GPCR-induced dissociation of G-protein subunits in early stage signal transduction

G-protein coupled receptors (GPCRs) form a ternary complex of agonist, receptor and G-proteins during primary signal transduction at the cell membrane. Downstream signalling is thought to be preceded by the process of dissociation of G alpha and G beta gamma subunits, thus exposing new surfaces to interact with downstream effectors.

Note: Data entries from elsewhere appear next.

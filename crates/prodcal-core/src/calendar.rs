//! Day classification and range queries over a [`Rules`] set.
//!
//! Resolution is two-tier: an explicit rule for the date wins, otherwise the
//! weekday decides between [`DayType::RegularRest`] and [`DayType::Regular`].
//!
//! ```rust
//! use prodcal_core::{Calendar, DayType, Rules};
//! use time::macros::date;
//!
//! let mut rules = Rules::new();
//! rules.add_day(2024, 5, 1, DayType::Holiday);
//! rules.set_week_rest_days([6, 7]);
//!
//! let calendar = Calendar::new(rules);
//! assert_eq!(calendar.day_type(date!(2024 - 05 - 01)), DayType::Holiday);
//! assert_eq!(calendar.work_days_count(date!(2024 - 04 - 29), date!(2024 - 05 - 05)), 4);
//! ```

use time::{Date, Month, OffsetDateTime, PrimitiveDateTime};

use crate::{CalendarError, DayType, Rules};

/// Anything that can be reduced to a calendar date.
///
/// Only the date part is used; no timezone conversion happens.
pub trait CalendarDate: Copy {
    fn calendar_date(self) -> Date;
}

impl CalendarDate for Date {
    fn calendar_date(self) -> Date {
        self
    }
}

impl CalendarDate for PrimitiveDateTime {
    fn calendar_date(self) -> Date {
        self.date()
    }
}

impl CalendarDate for OffsetDateTime {
    fn calendar_date(self) -> Date {
        self.date()
    }
}

/// Read-only query engine over one rules set.
#[derive(Debug, Clone)]
pub struct Calendar {
    rules: Rules,
    offline_derived: bool,
    provider: Option<String>,
}

impl Calendar {
    pub fn new(rules: Rules) -> Self {
        Self {
            rules,
            offline_derived: false,
            provider: None,
        }
    }

    pub(crate) fn from_provider_rules(
        rules: Rules,
        provider: impl Into<String>,
        offline_derived: bool,
    ) -> Self {
        Self {
            rules,
            offline_derived,
            provider: Some(provider.into()),
        }
    }

    /// Whether the rules came from the weekend-only offline fallback.
    pub const fn is_offline_derived(&self) -> bool {
        self.offline_derived
    }

    /// Name of the provider that supplied the rules, if built from a chain.
    pub fn provider_name(&self) -> Option<&str> {
        self.provider.as_deref()
    }

    pub fn rules(&self) -> &Rules {
        &self.rules
    }

    pub fn day_type<D: CalendarDate>(&self, day: D) -> DayType {
        let date = day.calendar_date();
        match self
            .rules
            .day(date.year(), u8::from(date.month()), date.day())
        {
            DayType::Unknown if self.is_regular_rest_day(date) => DayType::RegularRest,
            DayType::Unknown => DayType::Regular,
            explicit => explicit,
        }
    }

    pub fn is_day<D: CalendarDate>(&self, day: D, types: &[DayType]) -> bool {
        types.contains(&self.day_type(day))
    }

    /// Membership test against raw [`DayType::code`] values.
    ///
    /// # Errors
    ///
    /// With `validate_type` set, returns [`CalendarError::InvalidArgument`]
    /// if any code is not a known day type. Without it, unknown codes never
    /// match.
    pub fn is_day_code<D: CalendarDate>(
        &self,
        day: D,
        codes: &[u8],
        validate_type: bool,
    ) -> Result<bool, CalendarError> {
        if validate_type {
            if let Some(bad) = codes.iter().find(|code| DayType::from_code(**code).is_none()) {
                return Err(CalendarError::invalid_argument(format!(
                    "incorrect day type code {bad} in {codes:?}"
                )));
            }
        }
        Ok(codes.contains(&self.day_type(day).code()))
    }

    /// Holiday or regular weekend.
    pub fn is_free_day<D: CalendarDate>(&self, day: D) -> bool {
        self.is_day(day, &DayType::FREE)
    }

    /// Weekday-only check; explicit rules are ignored.
    pub fn is_regular_rest_day<D: CalendarDate>(&self, day: D) -> bool {
        self.rules
            .is_week_rest_day(day.calendar_date().weekday().number_from_monday())
    }

    /// Dates in `[from, to]` whose type is in `types`, ascending.
    ///
    /// Reversed bounds are accepted and swapped.
    pub fn days<D: CalendarDate>(&self, types: &[DayType], from: D, to: D) -> Vec<Date> {
        let (mut current, end) = {
            let from = from.calendar_date();
            let to = to.calendar_date();
            if from > to {
                (to, from)
            } else {
                (from, to)
            }
        };

        let mut days = Vec::new();
        loop {
            if self.is_day(current, types) {
                days.push(current);
            }
            match current.next_day() {
                Some(next) if next <= end => current = next,
                _ => break,
            }
        }
        days
    }

    pub fn days_count<D: CalendarDate>(&self, types: &[DayType], from: D, to: D) -> usize {
        self.days(types, from, to).len()
    }

    pub fn work_days_count<D: CalendarDate>(&self, from: D, to: D) -> usize {
        self.days_count(&DayType::WORK, from, to)
    }

    /// Matching dates of the given month.
    ///
    /// # Errors
    ///
    /// Returns [`CalendarError::InvalidArgument`] if the year is outside the
    /// representable date range.
    pub fn month_days(
        &self,
        types: &[DayType],
        year: i32,
        month: Month,
    ) -> Result<Vec<Date>, CalendarError> {
        let first = Date::from_calendar_date(year, month, 1).map_err(|error| {
            CalendarError::invalid_argument(format!("cannot resolve {month} {year}: {error}"))
        })?;
        Ok(self.month_days_of(types, first))
    }

    /// Matching dates of the month containing `day`.
    pub fn month_days_of<D: CalendarDate>(&self, types: &[DayType], day: D) -> Vec<Date> {
        let (first, last) = month_bounds(day.calendar_date());
        self.days(types, first, last)
    }

    pub fn month_days_count(
        &self,
        types: &[DayType],
        year: i32,
        month: Month,
    ) -> Result<usize, CalendarError> {
        self.month_days(types, year, month).map(|days| days.len())
    }

    pub fn month_days_count_of<D: CalendarDate>(&self, types: &[DayType], day: D) -> usize {
        self.month_days_of(types, day).len()
    }

    pub fn month_work_days_count(&self, year: i32, month: Month) -> Result<usize, CalendarError> {
        self.month_days_count(&DayType::WORK, year, month)
    }

    pub fn month_work_days_count_of<D: CalendarDate>(&self, day: D) -> usize {
        self.month_days_count_of(&DayType::WORK, day)
    }
}

/// First and last date of the month containing `date`.
fn month_bounds(date: Date) -> (Date, Date) {
    let first = date.replace_day(1).unwrap_or(date);
    let mut last = date;
    while let Some(next) = last.next_day() {
        if next.month() != date.month() {
            break;
        }
        last = next;
    }
    (first, last)
}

We demonstrate here for the first time, the dissociation of heterotrimeric G-protein subunits (i.e., G alpha and G beta gamma) following agonist-induced GPCR (alpha(2A)-adrenergic receptor; alpha(2A)-AR) activation in a cell-free assay system. alpha(2A)-AR membranes were reconstituted with the G-proteins (+/- hexahistidine-tagged) G alpha(i1) and G beta(1)gamma(2) and functional signalling was determined following activation of the reconstituted receptor: G-protein complex with the potent agonist UK-14304, and [S-35]GTP gamma S. In the presence of Ni2+-coated agarose beads, the activated his-tagged G alpha(i1)his-[S-35]GTPgS complex was captured on the Ni2+-presenting surface. When his-tagged G beta(1 gamma 2) (G beta(1)gamma(2)his) was used with G alpha(i1), the [S-35]GTP gamma S-bound G alpha(i1) was not present on the Ni2+-coated beads, but rather, it was separated from the beta(1)gamma(2)(his)-beads, demonstrating receptor-induced dissociation of G alpha and G beta gamma subunits. Treatment of the reconstituted alpha(2A)-AR membranes containing G beta(1 gamma 2)his: G alpha(i1) with imidazole confirmed the specificity for the Ni2+ :G-protein surface dissociation of G alpha(i1) from G beta(1)gamma(2)his. These data demonstrate for the first time, the complete dissociation of the G-protein subunits and extend observations on the role of G-proteins in the assembly and disassembly of the ternary complex in the primary events of GPCR signalling.